The electric motor was invented well over a 100 years ago. It is simpler in design and constructed using far fewer parts than a combustion engine. Its efficiency nowadays is, at its best, over 97%. When it comes to energy yield, it exceeds gasoline engines by almost 30 percent and diesel vehicles by around 40 percent, which is considerable. Nevertheless, we find and leverage many opportunities to make electric motors even better. For example, with the aid of computer simulations, we create the best possible electric motors for various customer and operating requirements.

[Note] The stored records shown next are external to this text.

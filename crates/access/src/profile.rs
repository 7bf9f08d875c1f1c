//! Durable profile records and their resolution.

use serde::{Deserialize, Serialize};
use thiserror::Error;

use fleetgate_core::{CompanyId, SubjectId};

use crate::role::Role;
use crate::route::SuspensionReason;
use crate::store::{ProfileStore, StoreError};

/// Activation/subscription status of an account.
///
/// An orthogonal signal to the role: an inactive account must never reach a
/// role-specific area even if its role would be allowed there.
#[derive(Debug, Clone, Copy, PartialEq, Eq, Serialize, Deserialize, Default)]
#[serde(rename_all = "snake_case")]
pub enum AccountStatus {
    #[default]
    Active,
    Suspended,
    /// Subscription lapsed.
    Expired,
}

impl AccountStatus {
    pub fn is_active(&self) -> bool {
        matches!(self, AccountStatus::Active)
    }

    /// Why the account is barred from role-specific areas, if it is.
    pub fn suspension_reason(&self) -> Option<SuspensionReason> {
        match self {
            AccountStatus::Active => None,
            AccountStatus::Suspended => Some(SuspensionReason::Inactive),
            AccountStatus::Expired => Some(SuspensionReason::Expired),
        }
    }
}

/// Durable extended record for an identity, keyed by subject.
///
/// Owned by the profile store; created at sign-up (possibly asynchronously),
/// read on every gate resolution, never mutated by the gate.
#[derive(Debug, Clone, PartialEq, Eq, Serialize, Deserialize)]
pub struct Profile {
    pub subject: SubjectId,
    pub role: Role,
    pub full_name: String,
    pub email: String,
    pub company_id: Option<CompanyId>,
    pub status: AccountStatus,
}

/// Row written by the signup flow (the gate itself never writes).
#[derive(Debug, Clone, PartialEq, Eq, Serialize, Deserialize)]
pub struct NewProfile {
    pub subject: SubjectId,
    pub role: Role,
    pub full_name: String,
    pub email: String,
    pub company_id: Option<CompanyId>,
    pub status: AccountStatus,
}

/// Profile resolution failure.
#[derive(Debug, Error, Clone, PartialEq, Eq)]
pub enum ResolveError {
    /// Identity exists but no profile row does yet (eventual-consistency gap
    /// right after sign-up). Callers fall back to the unprivileged default
    /// route; this is not fatal.
    #[error("no profile for subject")]
    ProfileMissing,

    /// Transport/store failure. Retryable, fatal to the current attempt,
    /// never silently ALLOW.
    #[error("profile store unavailable: {0}")]
    StoreUnavailable(String),
}

/// Resolves the extended profile for an authenticated identity.
#[derive(Debug)]
pub struct ProfileResolver<S> {
    store: std::sync::Arc<S>,
}

impl<S> Clone for ProfileResolver<S> {
    fn clone(&self) -> Self {
        Self {
            store: std::sync::Arc::clone(&self.store),
        }
    }
}

impl<S: ProfileStore> ProfileResolver<S> {
    pub fn new(store: std::sync::Arc<S>) -> Self {
        Self { store }
    }

    pub async fn resolve(&self, subject: SubjectId) -> Result<Profile, ResolveError> {
        match self.store.fetch(subject).await {
            Ok(Some(profile)) => Ok(profile),
            Ok(None) => Err(ResolveError::ProfileMissing),
            Err(StoreError::Unavailable(msg)) => Err(ResolveError::StoreUnavailable(msg)),
            // Invitation errors cannot arise from a fetch; treat a
            // misbehaving store as unavailable rather than granting access.
            Err(other) => Err(ResolveError::StoreUnavailable(other.to_string())),
        }
    }
}
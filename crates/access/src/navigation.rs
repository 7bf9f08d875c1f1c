//! Navigation boundary.

/// Fire-and-forget navigation, assumed to unmount the protected subtree.
pub trait Navigator: Send + Sync {
    fn navigate_to(&self, path: &str);
}
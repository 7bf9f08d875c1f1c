//! Tracing, logging, metrics (shared setup).

/// Initialize process-wide observability (tracing/logging).
///
/// This is safe to call multiple times; subsequent calls become no-ops.
pub fn init() {
    tracing::init();
}

/// Tracing configuration (filters, layers).
pub mod tracing;
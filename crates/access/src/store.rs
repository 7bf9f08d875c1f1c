//! Profile-store boundary.
//!
//! One single-row read keyed by subject, plus the write path owned by the
//! signup/invitation flow. The store — not this core — is responsible for
//! making the profile write and the invitation acceptance atomic.

use async_trait::async_trait;
use thiserror::Error;

use fleetgate_core::SubjectId;

use crate::invitation::{InvitationClaim, InvitationToken};
use crate::profile::{NewProfile, Profile};

/// Failure at the profile-store boundary.
#[derive(Debug, Error, Clone, PartialEq, Eq)]
pub enum StoreError {
    #[error("profile store unavailable: {0}")]
    Unavailable(String),

    #[error("invitation not found")]
    InvitationNotFound,

    /// The single-use token was already consumed.
    #[error("invitation already accepted")]
    InvitationAlreadyAccepted,
}

/// Backing store for profiles and invitation claims.
#[async_trait]
pub trait ProfileStore: Send + Sync {
    /// Single-row read by subject. `Ok(None)` when no row exists yet.
    async fn fetch(&self, subject: SubjectId) -> Result<Option<Profile>, StoreError>;

    /// Create/update the profile row; when a token is presented, mark it
    /// accepted atomically with the write. Fails with
    /// [`StoreError::InvitationAlreadyAccepted`] on a lost race.
    async fn create(
        &self,
        profile: NewProfile,
        invitation: Option<&InvitationToken>,
    ) -> Result<(), StoreError>;

    /// Look up an unaccepted invitation claim.
    async fn invitation(&self, token: &InvitationToken) -> Result<InvitationClaim, StoreError>;
}
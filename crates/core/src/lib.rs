//! `fleetgate-core` — domain foundation building blocks.
//!
//! This crate contains **pure domain** primitives (no infrastructure concerns).

pub mod error;
pub mod id;

pub use error::{DomainError, DomainResult};
pub use id::{CompanyId, SubjectId};
//! `IdentityService` — stateless facade over the identity provider.
//!
//! Maps raw provider results onto the core's error taxonomy and enforces the
//! contract details a raw provider does not: unknown-email password resets
//! must not leak account existence, and sign-out is idempotent.

use std::sync::Arc;

use async_trait::async_trait;
use thiserror::Error;

use crate::provider::{AuthEvents, IdentityProvider, NewSignup, ProviderError};
use crate::session::{Authenticated, Identity};

/// Authentication failure as surfaced to callers of the facade.
#[derive(Debug, Error, Clone, PartialEq, Eq)]
pub enum AuthError {
    #[error("invalid credentials")]
    InvalidCredentials,

    #[error("email already registered")]
    EmailAlreadyRegistered,

    #[error("identity provider unavailable: {0}")]
    ProviderUnavailable(String),
}

impl From<ProviderError> for AuthError {
    fn from(err: ProviderError) -> Self {
        match err {
            // Unknown email is deliberately indistinguishable from a bad
            // password everywhere except password reset, which suppresses it.
            ProviderError::CredentialsRejected | ProviderError::UnknownEmail => {
                AuthError::InvalidCredentials
            }
            ProviderError::EmailTaken => AuthError::EmailAlreadyRegistered,
            ProviderError::Unreachable(msg) => AuthError::ProviderUnavailable(msg),
        }
    }
}

/// Stateless facade over the external identity provider.
#[derive(Debug)]
pub struct IdentityService<P> {
    provider: Arc<P>,
}

impl<P> Clone for IdentityService<P> {
    fn clone(&self) -> Self {
        Self {
            provider: Arc::clone(&self.provider),
        }
    }
}

impl<P: IdentityProvider> IdentityService<P> {
    pub fn new(provider: Arc<P>) -> Self {
        Self { provider }
    }

    /// Current session, if any. `Ok(None)` for "not signed in".
    pub async fn current_session(&self) -> Result<Option<Authenticated>, AuthError> {
        Ok(self.provider.get_session().await?)
    }

    pub async fn sign_in(&self, email: &str, password: &str) -> Result<Authenticated, AuthError> {
        Ok(self.provider.sign_in_with_password(email, password).await?)
    }

    /// Fails with [`AuthError::EmailAlreadyRegistered`] when the provider
    /// reports an existing identity instead of creating a pending one.
    pub async fn sign_up(&self, signup: &NewSignup) -> Result<Identity, AuthError> {
        Ok(self.provider.sign_up(signup).await?)
    }

    /// Always reports success for unknown emails (no account-existence leak);
    /// provider transport failures still surface.
    pub async fn request_password_reset(&self, email: &str) -> Result<(), AuthError> {
        match self.provider.reset_password_for_email(email).await {
            Ok(()) | Err(ProviderError::UnknownEmail) => Ok(()),
            Err(err) => Err(err.into()),
        }
    }

    /// Idempotent; safe to call with no active session. Provider failures are
    /// logged and swallowed — convergence happens via the `SignedOut` event
    /// or the next resolution.
    pub async fn sign_out(&self) {
        if let Err(err) = self.provider.sign_out().await {
            tracing::warn!(error = %err, "sign-out reported a provider error; ignoring");
        }
    }

    /// Subscribe to provider auth-state changes.
    pub fn subscribe(&self) -> AuthEvents {
        self.provider.subscribe()
    }
}

/// Object-safe sign-out capability handed to the protected subtree.
#[async_trait]
pub trait SignOut: Send + Sync {
    async fn sign_out(&self);
}

#[async_trait]
impl<P: IdentityProvider> SignOut for IdentityService<P> {
    async fn sign_out(&self) {
        IdentityService::sign_out(self).await;
    }
}
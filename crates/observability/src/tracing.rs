//! Tracing/logging initialization.
//!
//! Minimal by intent; this can evolve into layered JSON logging, filtering,
//! correlation IDs, etc.

use tracing_subscriber::EnvFilter;

/// Initialize tracing/logging for the process.
///
/// Safe to call multiple times (subsequent calls are no-ops).
pub fn init() {
    let filter = EnvFilter::try_from_default_env()
        .unwrap_or_else(|_| EnvFilter::new("info"));

    // JSON logs + timestamps, configurable via RUST_LOG.
    let _ = tracing_subscriber::fmt()
        .with_env_filter(filter)
        .json()
        .with_timer(tracing_subscriber::fmt::time::SystemTime)
        .with_target(false)
        .try_init();
}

At the beginning of a project, basic technical questions have to be answered: What technologies should be used? What are the customer’s general requirements? How should the stationary part of the engine (stator) interact with the rotating part (rotor)? Should the rotor follow the magnetic field of the stator (asynchronously) or move with it (synchronously)?
This also depends on how the rotor is designed. For permanent magnet rotors in a synchronous motor, the material itself generates the necessary magnetism, thus ensuring a high level of efficiency. In contrast, for a rotor in an asynchronous motor, the magnetic field has to be generated by electricity. Which is better?
These days, for passenger car applications, we usually prefer the 3-phase permanent magnet synchronous motors. However we are also able to rely on a broad technical portfolio of other machine topologies.

Other differences include the construction of the rotor and the winding technology in the stator, in other words, how the electric conductor is wound to a coil. The so-called “hair pin technology” offers benefits in terms of performance and efficiency in this respect. The name comes from the shape and special bend in a square copper wire that looks like a hair pin. Other technologies, such as shaft winding, also benefit from inserting a rectangular wire in the stator grooves.

Well-designed from start to finish

Well-designed from start to finish

ZF is naturally not the only company that knows how to produce an electric motor. The company’s special ability is that it takes into account, right from the start, all the other factors involved in motor development, including especially power electronics, cooling systems as well as the transmission, particularly in the case of hybrid drives. But in terms of the system as a whole, we also optimize our motors on an ongoing basis regarding service life, robustness, installation space, noise behavior as well as the use of materials and costs. Last but not least, in the later production of ZF products, we guarantee reproducibility: All motors of one type always have the same high quality and therefore identical properties in practice.

Outstanding from every angle

Outstanding from every angle

Our claim and expertise to produce the best electric motor for each of our customers’ specific applications is noticeable to everyone in plug-in hybrids or electric cars. ZF electric motors demonstrate outstanding performance and range simultaneously while also spoiling with excellent acoustics. Not only that, there is no start-up whining or annoying sound at certain speeds. And it gets even better: With increasing improvements in simulation tools, the newest findings from ZF research, material science and thermal concepts as well as a wealth of experience in the company, we will be able to get even more out of the electric motor. Our superb positioning in the market is also reflected in our continual analysis of key performance figures which we use to track our performance compared to other market players and to create challenges for ourselves daily. We are already extremely well set up for our next major project: 800 Volt electric motors which are becoming possible thanks to new power electronics (silicon carbide) and battery technologies.